Wednesday, October 12, 2011

Difficult Pick-ups

For the longest while we had a really tough time picking up my stepdaughter from her mother’s. She’d never be ready to go at the appointed time and it would take ages to get her out into the car. Often my then-boyfriend-now-husband would end up having to be the one to get her dressed. He made me come with him to pick her up, and I would watch from the entryway feeling frustrated and powerless.

My stepdaughter couldn’t stand to be told what to do and would throw huge temper tantrums when her mom asked her to get ready to go. To exert control over the situation, SD would then insist on changing her clothes and shoes several different times, insisting on having her mom search for yet another toy, and so on. Meanwhile, her mom wouldn’t discipline her, and the screaming tantrums went on night after night after night.

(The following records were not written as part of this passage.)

//! Run Manager - supervised background execution of workflow runs.
//!
//! Each run is a spawned task owning:
//! - A cancellation token (cancel endpoint, shutdown, optional deadline)
//! - The progress log of its upload
//! - A terminal marker written on success, failure and cancellation alike
//!
//! At most one run per upload is active at a time.

use std::collections::HashMap;
use std::panic::AssertUnwindSafe;
use std::path::{Path, PathBuf};
use std::sync::Arc;
use std::time::{Duration, Instant};

use bytes::Bytes;
use chrono::{DateTime, Utc};
use futures::FutureExt;
use serde::Serialize;
use thiserror::Error;
use tokio::sync::{mpsc, RwLock};
use tokio::task::JoinHandle;
use tokio_util::sync::CancellationToken;
use uuid::Uuid;

use crate::agent::{Agent, AgentError, AgentEvent};
use crate::progress::{rule, ProgressLog};
use crate::uploads::{FileStore, StoreError, UploadId};

#[derive(Debug, Error)]
pub enum StartError {
    #[error("Upload {0} not found")]
    NotFound(UploadId),

    #[error("Upload {0} is already being processed")]
    AlreadyRunning(UploadId),
}

/// Lifecycle of a workflow run.
#[derive(Debug, Clone, Copy, PartialEq, Eq, Serialize)]
#[serde(rename_all = "snake_case")]
pub enum RunState {
    Running,
    Completed,
    Failed,
    Cancelled,
}

/// One end-to-end execution for a single upload.
#[derive(Debug, Clone, Serialize)]
pub struct WorkflowRun {
    pub run_id: Uuid,
    pub upload_id: UploadId,
    pub log_path: PathBuf,
    pub state: RunState,
    pub started_at: DateTime<Utc>,
    pub finished_at: Option<DateTime<Utc>>,
    /// Final report, once completed
    pub output: Option<String>,
    /// Failure or cancellation reason
    pub error: Option<String>,
}

impl WorkflowRun {
    fn start(upload_id: UploadId, log_path: PathBuf) -> Self {
        Self {
            run_id: Uuid::new_v4(),
            upload_id,
            log_path,
            state: RunState::Running,
            started_at: Utc::now(),
            finished_at: None,
            output: None,
            error: None,
        }
    }

    fn finish(&mut self, outcome: RunOutcome) {
        self.state = outcome.state;
        self.output = outcome.output;
        self.error = outcome.error;
        self.finished_at = Some(Utc::now());
    }
}

/// How a run ended.
#[derive(Debug)]
struct RunOutcome {
    state: RunState,
    output: Option<String>,
    error: Option<String>,
}

impl RunOutcome {
    fn completed(output: String) -> Self {
        Self {
            state: RunState::Completed,
            output: Some(output),
            error: None,
        }
    }

    fn failed(error: impl Into<String>) -> Self {
        Self {
            state: RunState::Failed,
            output: None,
            error: Some(error.into()),
        }
    }

    fn cancelled(reason: impl Into<String>) -> Self {
        Self {
            state: RunState::Cancelled,
            output: None,
            error: Some(reason.into()),
        }
    }
}

struct RunEntry {
    run: WorkflowRun,
    cancel: CancellationToken,
    handle: Option<JoinHandle<()>>,
}

/// Starts, tracks and cancels workflow runs.
#[derive(Clone)]
pub struct RunManager {
    agent: Arc<Agent>,
    uploads: FileStore,
    timeout: Option<Duration>,
    runs: Arc<RwLock<HashMap<UploadId, RunEntry>>>,
}
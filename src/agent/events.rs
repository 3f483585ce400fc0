use std::fmt;

use serde_json::Value;

/// Longest tool payload rendered into a progress log line.
const MAX_RENDERED_RESULT: usize = 1000;

/// Planner-agnostic step of a workflow run.
#[derive(Debug, Clone, PartialEq)]
pub enum AgentEvent {
    /// The planner is about to start.
    Started { planner: String },
    /// A model round-trip is starting.
    ModelRequest { iteration: usize },
    /// Text the model produced alongside tool calls.
    Thinking { content: String },
    /// A tool is being called.
    ToolCall { name: String, args: Value },
    /// A tool returned a result.
    ToolResult { name: String, result: Value },
    /// A lookup failed and an empty or absent result was substituted.
    ToolDegraded { name: String, reason: String },
    /// A tool call failed and the error went back to the planner.
    ToolFailed { name: String, error: String },
    /// Free-form progress note from the planner.
    Note { content: String },
}

impl fmt::Display for AgentEvent {
    fn fmt(&self, f: &mut fmt::Formatter<'_>) -> fmt::Result {
        match self {
            Self::Started { planner } => write!(f, "Planner started: {}", planner),
            Self::ModelRequest { iteration } => write!(f, "Model request #{}", iteration),
            Self::Thinking { content } => write!(f, "Model: {}", truncate_for_log(content, 2000)),
            Self::ToolCall { name, args } => write!(f, "Tool call: {} with args: {}", name, args),
            Self::ToolResult { name, result } => write!(
                f,
                "Tool result ({}): {}",
                name,
                truncate_for_log(&result.to_string(), MAX_RENDERED_RESULT)
            ),
            Self::ToolDegraded { name, reason } => write!(
                f,
                "Tool degraded ({}): returned an empty result because: {}",
                name, reason
            ),
            Self::ToolFailed { name, error } => write!(f, "Tool error ({}): {}", name, error),
            Self::Note { content } => write!(f, "{}", content),
        }
    }
}

/// Truncate a string for logging purposes, on a char boundary.
pub(crate) fn truncate_for_log(s: &str, max_len: usize) -> String {
    if s.len() <= max_len {
        return s.to_string();
    }
    let mut end = max_len;
    while !s.is_char_boundary(end) {
        end -= 1;
    }
    format!("{}... [truncated]", &s[..end])
}
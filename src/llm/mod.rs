//! Chat-completion model access.
//!
//! The planner talks to models through [`LlmClient`]; the shipped
//! implementation speaks the OpenAI chat-completions dialect, which Ollama
//! serves under `/v1`.

mod openai;
mod pull;

pub use openai::OpenAiCompatibleClient;
pub use pull::{pull_model, PullProgress};

use async_trait::async_trait;
use serde::{Deserialize, Serialize};
use thiserror::Error;

#[derive(Debug, Error)]
pub enum LlmError {
    #[error("HTTP request to model server failed: {0}")]
    Http(#[from] reqwest::Error),

    #[error("Model server returned {status}: {body}")]
    Status { status: u16, body: String },

    #[error("Model server response was malformed: {0}")]
    Malformed(String),
}

/// Message author.
#[derive(Debug, Clone, Copy, PartialEq, Eq, Serialize, Deserialize)]
#[serde(rename_all = "lowercase")]
pub enum Role {
    System,
    User,
    Assistant,
    Tool,
}

/// One conversation message.
#[derive(Debug, Clone, Serialize, Deserialize)]
pub struct ChatMessage {
    pub role: Role,
    #[serde(default)]
    pub content: Option<String>,
    #[serde(default, skip_serializing_if = "Option::is_none")]
    pub tool_calls: Option<Vec<ToolCall>>,
    #[serde(default, skip_serializing_if = "Option::is_none")]
    pub tool_call_id: Option<String>,
}

impl ChatMessage {
    pub fn system(content: impl Into<String>) -> Self {
        Self::text(Role::System, content)
    }

    pub fn user(content: impl Into<String>) -> Self {
        Self::text(Role::User, content)
    }

    pub fn tool_result(tool_call_id: impl Into<String>, content: impl Into<String>) -> Self {
        Self {
            role: Role::Tool,
            content: Some(content.into()),
            tool_calls: None,
            tool_call_id: Some(tool_call_id.into()),
        }
    }

    fn text(role: Role, content: impl Into<String>) -> Self {
        Self {
            role,
            content: Some(content.into()),
            tool_calls: None,
            tool_call_id: None,
        }
    }
}

/// A tool invocation requested by the model.
#[derive(Debug, Clone, Serialize, Deserialize)]
pub struct ToolCall {
    pub id: String,
    #[serde(rename = "type", default = "function_type")]
    pub call_type: String,
    pub function: FunctionCall,
}

fn function_type() -> String {
    "function".to_string()
}

#[derive(Debug, Clone, Serialize, Deserialize)]
pub struct FunctionCall {
    pub name: String,
    /// JSON-encoded arguments, as the model produced them
    #[serde(default)]
    pub arguments: String,
}

/// Tool definition advertised to the model.
#[derive(Debug, Clone, Serialize)]
pub struct ToolSchema {
    #[serde(rename = "type")]
    pub schema_type: String,
    pub function: FunctionSchema,
}

#[derive(Debug, Clone, Serialize)]
pub struct FunctionSchema {
    pub name: String,
    pub description: String,
    pub parameters: serde_json::Value,
}

/// Assistant turn returned by the model.
#[derive(Debug, Clone, Default)]
pub struct ChatResponse {
    pub content: Option<String>,
    pub tool_calls: Option<Vec<ToolCall>>,
}

#[async_trait]
pub trait LlmClient: Send + Sync {
    async fn chat_completion(
        &self,
        model: &str,
        messages: &[ChatMessage],
        tools: Option<&[ToolSchema]>,
    ) -> Result<ChatResponse, LlmError>;
}
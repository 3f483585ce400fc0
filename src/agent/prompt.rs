//! Prompt templates for the workflow agent.

use crate::tools::{names, ToolRegistry};

/// Build the system prompt with tool definitions.
pub fn build_system_prompt(tools: &ToolRegistry, from_currency: &str, to_currency: &str) -> String {
    let tool_descriptions = tools
        .list_tools()
        .iter()
        .map(|t| format!("- **{}**: {}", t.name, t.description))
        .collect::<Vec<_>>()
        .join("\n");

    format!(
        r#"You are a helpful assistant that can read CSV files, query the database and get the exchange rate.

## Your Tools

{tool_descriptions}

## Required Procedure

When reading a CSV file, you should:
1. First read the CSV file using the {read_csv} tool
2. Extract a list of product names from the CSV data
3. Use those product names to query the database using the {regional} tool
4. Get the exchange rate from {from} to {to} using the {rate} tool
5. Return the regional data in a table format with the exchange rate applied

If the CSV doesn't contain product data, inform the user that they need to upload a CSV with product information."#,
        tool_descriptions = tool_descriptions,
        read_csv = names::READ_CSV,
        regional = names::GET_REGIONAL_DATA,
        rate = names::GET_EXCHANGE_RATE,
        from = from_currency,
        to = to_currency,
    )
}

/// Build the task message that starts every run.
pub fn build_task_prompt(from_currency: &str, to_currency: &str) -> String {
    format!(
        r#"Read the CSV file with a tool and extract a list of products, get the regional data for those products from the database with a tool, then get the exchange rate from {from} to {to} with a tool, and finally return the regional data in a table format with the exchange rate applied.

IMPORTANT: You MUST call all three tools in sequence:
1. {read_csv} - to read the CSV file
2. {regional} - to get regional data for the products
3. {rate} - to get the {from} to {to} exchange rate

If the CSV doesn't contain product names, inform the user they need to upload a CSV with product data."#,
        read_csv = names::READ_CSV,
        regional = names::GET_REGIONAL_DATA,
        rate = names::GET_EXCHANGE_RATE,
        from = from_currency,
        to = to_currency,
    )
}
//! API request and response types.

use serde::{Deserialize, Serialize};

/// Form posted to `/process`.
#[derive(Debug, Clone, Deserialize)]
pub struct ProcessForm {
    /// Identifier returned by `/upload`
    pub filename: String,
}

/// Style of the message banner on the upload page.
#[derive(Debug, Clone, Copy, PartialEq, Eq)]
pub enum MessageKind {
    Success,
    Danger,
    Info,
}

impl MessageKind {
    pub fn as_str(&self) -> &'static str {
        match self {
            Self::Success => "success",
            Self::Danger => "danger",
            Self::Info => "info",
        }
    }
}

/// Banner shown above the upload form.
#[derive(Debug, Clone)]
pub struct Message {
    pub kind: MessageKind,
    pub text: String,
}

/// Everything the upload page can display.
#[derive(Debug, Clone, Default)]
pub struct PageView {
    pub message: Option<Message>,
    /// Identifier of the stored upload, enabling the process button
    pub filename: Option<String>,
    /// Show the log panel and poll `/log/{filename}`
    pub show_log: bool,
}

impl PageView {
    pub fn message(kind: MessageKind, text: impl Into<String>) -> Self {
        Self {
            message: Some(Message {
                kind,
                text: text.into(),
            }),
            ..Self::default()
        }
    }

    pub fn danger(text: impl Into<String>) -> Self {
        Self::message(MessageKind::Danger, text)
    }

    pub fn with_filename(mut self, filename: impl Into<String>) -> Self {
        self.filename = Some(filename.into());
        self
    }

    pub fn with_log(mut self) -> Self {
        self.show_log = true;
        self
    }
}

/// Response of `POST /runs/{id}/cancel`.
#[derive(Debug, Clone, Serialize)]
pub struct CancelResponse {
    pub cancelled: bool,
}

/// Health check response.
#[derive(Debug, Clone, Serialize)]
pub struct HealthResponse {
    /// Service status
    pub status: String,

    /// Service version
    pub version: String,

    /// Planner serving workflow runs
    pub planner: String,
}
//! Agent module - drives one workflow run over the tool set.
//!
//! A [`Planner`] decides which tools to call and in what order. Two ship:
//! - [`LlmPlanner`]: a chat model picks tool calls in a loop, guided by the
//!   prompts in [`prompt`]
//! - [`PipelinePlanner`]: the read → lookup → convert → report sequence as
//!   fixed control flow
//!
//! Every step is reported as an [`AgentEvent`] on the run's event channel.

mod agent_loop;
mod events;
mod pipeline;
pub mod prompt;

pub use agent_loop::LlmPlanner;
pub use events::AgentEvent;
pub use pipeline::{compose_report, PipelinePlanner};

use std::sync::Arc;

use async_trait::async_trait;
use bytes::Bytes;
use serde_json::Value;
use thiserror::Error;
use tokio::sync::mpsc;

use crate::config::{Config, PlannerKind};
use crate::llm::{LlmError, OpenAiCompatibleClient};
use crate::tools::{ToolContext, ToolError, ToolOutput, ToolRegistry};

#[derive(Debug, Error)]
pub enum AgentError {
    #[error("Model call failed: {0}")]
    Llm(#[from] LlmError),

    #[error("Tool failed: {0}")]
    Tool(#[from] ToolError),

    #[error("Model returned an empty response")]
    EmptyResponse,

    #[error("Max iterations ({0}) reached without completion")]
    MaxIterations(usize),

    #[error("Unexpected tool output from {tool}: {message}")]
    UnexpectedOutput { tool: String, message: String },

    #[error("Agent is misconfigured: {0}")]
    Config(String),
}

/// State shared between a planner and the tools for one run.
pub struct RunSession<'a> {
    tools: &'a ToolRegistry,
    ctx: ToolContext,
    events: mpsc::Sender<AgentEvent>,
}

impl<'a> RunSession<'a> {
    pub fn new(
        tools: &'a ToolRegistry,
        ctx: ToolContext,
        events: mpsc::Sender<AgentEvent>,
    ) -> Self {
        Self { tools, ctx, events }
    }

    pub fn tools(&self) -> &ToolRegistry {
        self.tools
    }

    /// Report a step. A closed receiver means nobody is listening any more,
    /// which does not stop the run.
    pub async fn emit(&self, event: AgentEvent) {
        let _ = self.events.send(event).await;
    }

    /// Execute a tool and report the call and its outcome.
    pub async fn call_tool(&self, name: &str, args: Value) -> Result<ToolOutput, ToolError> {
        self.emit(AgentEvent::ToolCall {
            name: name.to_string(),
            args: args.clone(),
        })
        .await;

        let result = self.tools.execute(name, args, &self.ctx).await;

        let event = match &result {
            Ok(ToolOutput {
                degraded: Some(reason),
                ..
            }) => AgentEvent::ToolDegraded {
                name: name.to_string(),
                reason: reason.clone(),
            },
            Ok(output) => AgentEvent::ToolResult {
                name: name.to_string(),
                result: output.value.clone(),
            },
            Err(e) => AgentEvent::ToolFailed {
                name: name.to_string(),
                error: e.to_string(),
            },
        };
        self.emit(event).await;
        result
    }
}

/// Decides which tools to call for a run and produces the final output.
#[async_trait]
pub trait Planner: Send + Sync {
    /// Short label for logs, e.g. `llm (model: llama3.2)`.
    fn describe(&self) -> String;

    async fn drive(&self, session: &RunSession<'_>) -> Result<String, AgentError>;
}

/// The workflow agent: a planner bound to the tool set.
pub struct Agent {
    planner: Arc<dyn Planner>,
    tools: Arc<ToolRegistry>,
}

impl Agent {
    pub fn new(planner: Arc<dyn Planner>, tools: Arc<ToolRegistry>) -> Self {
        Self { planner, tools }
    }

    /// Build the configured planner and tool backends.
    pub fn from_config(config: &Config) -> Result<Self, AgentError> {
        let tools = Arc::new(ToolRegistry::from_config(&config.services)?);
        let planner: Arc<dyn Planner> = match config.planner {
            PlannerKind::Llm => {
                let model = config.model.as_ref().ok_or_else(|| {
                    AgentError::Config("the llm planner needs a model configuration".to_string())
                })?;
                let llm = Arc::new(OpenAiCompatibleClient::new(model.openai_base_url()));
                Arc::new(LlmPlanner::new(
                    llm,
                    model.model.clone(),
                    config.max_iterations,
                    &config.from_currency,
                    &config.to_currency,
                ))
            }
            PlannerKind::Pipeline => Arc::new(PipelinePlanner::new(
                config.from_currency.clone(),
                config.to_currency.clone(),
            )),
        };
        Ok(Self::new(planner, tools))
    }

    pub fn describe(&self) -> String {
        self.planner.describe()
    }

    /// Drive the planner over `upload`, reporting each step on `events`.
    ///
    /// Planner failures are returned to the caller untouched.
    pub async fn run(
        &self,
        upload: Bytes,
        events: mpsc::Sender<AgentEvent>,
    ) -> Result<String, AgentError> {
        let session = RunSession::new(&self.tools, ToolContext::new(upload), events);
        session
            .emit(AgentEvent::Started {
                planner: self.planner.describe(),
            })
            .await;
        self.planner.drive(&session).await
    }
}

I just about lost it. I felt so anxious and angry but completely powerless to do anything about it. I—eventually—felt comfortable disciplining my stepdaughter in my own home, but I certainly couldn’t discipline her in her mother’s.

I tried telling my then-boyfriend that I didn’t want to come with him to pick her up any more. He was angry and took it as me rejecting her. It was a deal-breaker for him, he told me. I said ok, but things need to change.

He started calling her mother about ten minutes before our scheduled pick up time to remind her to have SD ready. It helped, but most of the time she still ended up letting SD change her shoes five more times, change her jacket, pick out "one more toy" to take with her, and so on.

One night when we arrived at the door, SD had decided to hide in her bedroom and was shrieking (SHRIEKING) at the top of her lungs, "DON'T COME IN! DON'T COME IN!" Her mom remained sitting on the couch. She smiled a little and said, "Oh, that's her new thing these days."

It was the last straw. Rather than instigate a half-hour-long bargaining session like he used to do, my boyfriend went in, wrestled open the door, picked her up, and walked out the front door with her screaming little body slung over his shoulder.

It went on like that for a long, long time. We still have some rough car rides, but it’s been about seven months since he’s had to pick her up and physically force her into the car. (Thank GOD). I still look back and wonder how I could have better handled the situation. Have you ever had to deal with this kind of thing? I’d love to hear how you coped with it.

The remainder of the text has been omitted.